O que a estratégia muda, na prática, para quem compra carro elétrico
Para consumidores em países de língua alemã, a nova estratégia da Renault desenha um panorama relativamente claro para os próximos anos:
- Mais opções de híbridos para conciliar viagens longas e deslocamentos urbanos
- Elétricos com autonomia perceptivelmente maior e recargas mais rápidas
- Veículos que passam a ganhar funções com atualizações de software
- Provável pressão por preços mais competitivos em elétricos compactos, graças a uma produção mais eficiente
A combinação de híbridos e elétricos pode fazer sentido para muitas famílias. Um exemplo: usar um híbrido para estrada e férias, e um elétrico pequeno para deslocamentos diários e cidade. E, se as metas de autonomia se confirmarem, até quem roda muito poderá migrar por completo para a propulsão elétrica.
Termos que vale conhecer
Com a estratégia nova, aparecem alguns conceitos que, no dia a dia, costumam gerar confusão:
- Software Defined Vehicle: veículo cujas funções centrais são amplamente controladas por software e podem mudar com atualizações. A base de hardware e eletrônica é pensada para seguir compatível com software novo por bastante tempo.
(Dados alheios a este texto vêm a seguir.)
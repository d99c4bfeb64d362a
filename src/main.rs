//! govinfer - Data-governance policy inference for tabular samples
//!
//! Thin command-line wrapper: reads a sample and an optional dictionary,
//! runs the engine, and writes the policy as JSON or YAML.

use anyhow::{Context, Result};
use clap::{Parser, Subcommand, ValueEnum};
use govinfer::{
    profile::recommended_sample_size, DataDictionary, Dataset, EngineConfig, PolicyEngine,
};
use std::path::{Path, PathBuf};
use tracing_subscriber::{layer::SubscriberExt, util::SubscriberInitExt};

#[derive(Parser)]
#[command(name = "govinfer")]
#[command(version)]
#[command(about = "Infer data-governance policies from tabular samples")]
struct Cli {
    /// Configuration file path
    #[arg(short, long, env = "GOVINFER_CONFIG")]
    config: Option<PathBuf>,

    /// Enable verbose logging
    #[arg(short, long)]
    verbose: bool,

    #[command(subcommand)]
    command: Commands,
}

#[derive(Clone, Copy, ValueEnum)]
enum Format {
    Json,
    Yaml,
}

#[derive(Subcommand)]
enum Commands {
    /// Infer a policy from a sample
    Infer {
        /// Sample file (JSON: {"columns": [{"name": ..., "values": [...]}]})
        #[arg(short, long)]
        sample: PathBuf,

        /// Data dictionary (YAML or JSON)
        #[arg(short, long)]
        dictionary: Option<PathBuf>,

        /// Output format
        #[arg(short, long, value_enum, default_value = "json")]
        format: Format,

        /// Write the policy here instead of stdout
        #[arg(short, long)]
        output: Option<PathBuf>,
    },

    /// Show configuration
    Config {
        /// Show default configuration
        #[arg(long)]
        default: bool,
    },

    /// Recommend a sample size for a population
    SampleSize {
        /// Population size
        #[arg(short, long)]
        population: usize,
    },
}

fn main() -> Result<()> {
    let cli = Cli::parse();

    // Logs go to stderr so stdout carries only the policy
    let log_level = if cli.verbose { "debug" } else { "info" };
    tracing_subscriber::registry()
        .with(
            tracing_subscriber::EnvFilter::try_from_default_env()
                .unwrap_or_else(|_| format!("govinfer={}", log_level).into()),
        )
        .with(tracing_subscriber::fmt::layer().with_writer(std::io::stderr))
        .init();

    let config = match &cli.config {
        Some(path) => EngineConfig::from_file(path)
            .with_context(|| format!("loading configuration from {}", path.display()))?,
        None => EngineConfig::default(),
    };

    match cli.command {
        Commands::Infer {
            sample,
            dictionary,
            format,
            output,
        } => {
            run_infer(config, &sample, dictionary.as_deref(), format, output.as_deref())?;
        }
        Commands::Config { default } => {
            show_config(if default { None } else { Some(&config) })?;
        }
        Commands::SampleSize { population } => {
            let sampling = &config.sampling;
            let n = recommended_sample_size(
                population,
                sampling.confidence_level,
                sampling.margin_error,
                sampling.estimated_p,
            )?;
            println!("{}", n);
        }
    }

    Ok(())
}

fn run_infer(
    config: EngineConfig,
    sample: &Path,
    dictionary: Option<&Path>,
    format: Format,
    output: Option<&Path>,
) -> Result<()> {
    let content = std::fs::read_to_string(sample)
        .with_context(|| format!("reading sample {}", sample.display()))?;
    let dataset: Dataset = serde_json::from_str(&content)
        .with_context(|| format!("parsing sample {}", sample.display()))?;

    let dictionary = dictionary
        .map(|path| {
            DataDictionary::from_file(path)
                .with_context(|| format!("loading dictionary {}", path.display()))
        })
        .transpose()?;

    let engine = PolicyEngine::new(config)?;
    let policy = engine.infer(&dataset, dictionary.as_ref())?;

    let rendered = match format {
        Format::Json => policy.to_json()?,
        Format::Yaml => policy.to_yaml()?,
    };
    match output {
        Some(path) => {
            std::fs::write(path, rendered)
                .with_context(|| format!("writing policy to {}", path.display()))?;
            tracing::info!(path = %path.display(), rules = policy.rules().len(), "Policy written");
        }
        None => println!("{}", rendered),
    }
    Ok(())
}

fn show_config(config: Option<&EngineConfig>) -> Result<()> {
    let config = config.cloned().unwrap_or_default();
    let toml = toml::to_string_pretty(&config)?;
    println!("{}", toml);
    Ok(())
}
- Over-the-Air-Updates: atualização sem fio do software do carro via rede móvel ou Wi‑Fi - de modo semelhante às atualizações de smartphones.
- Extensores de autonomia: sistemas adicionais que aumentam a autonomia utilizável de um elétrico, por exemplo com agregados auxiliares muito eficientes ou com estratégias de gestão de energia mais otimizadas.
- Indústria 4.0: termo guarda-chuva para produção conectada e controlada digitalmente, em que máquinas, robôs e sistemas de TI trabalham de forma integrada.
Ao planejar um veículo novo, entender esses termos ajuda a avaliar com mais precisão o que realmente agrega valor ao uso diário - e o que tende a ser mais rótulo de marketing.
O ponto mais interessante será ver em que ritmo a Renault consegue transformar em realidade metas tão ambiciosas de autonomia, recarga e robótica. O resultado dessa estratégia deve influenciar não apenas a própria empresa, como também aumentar a pressão sobre outras montadoras europeias de maneira bem perceptível.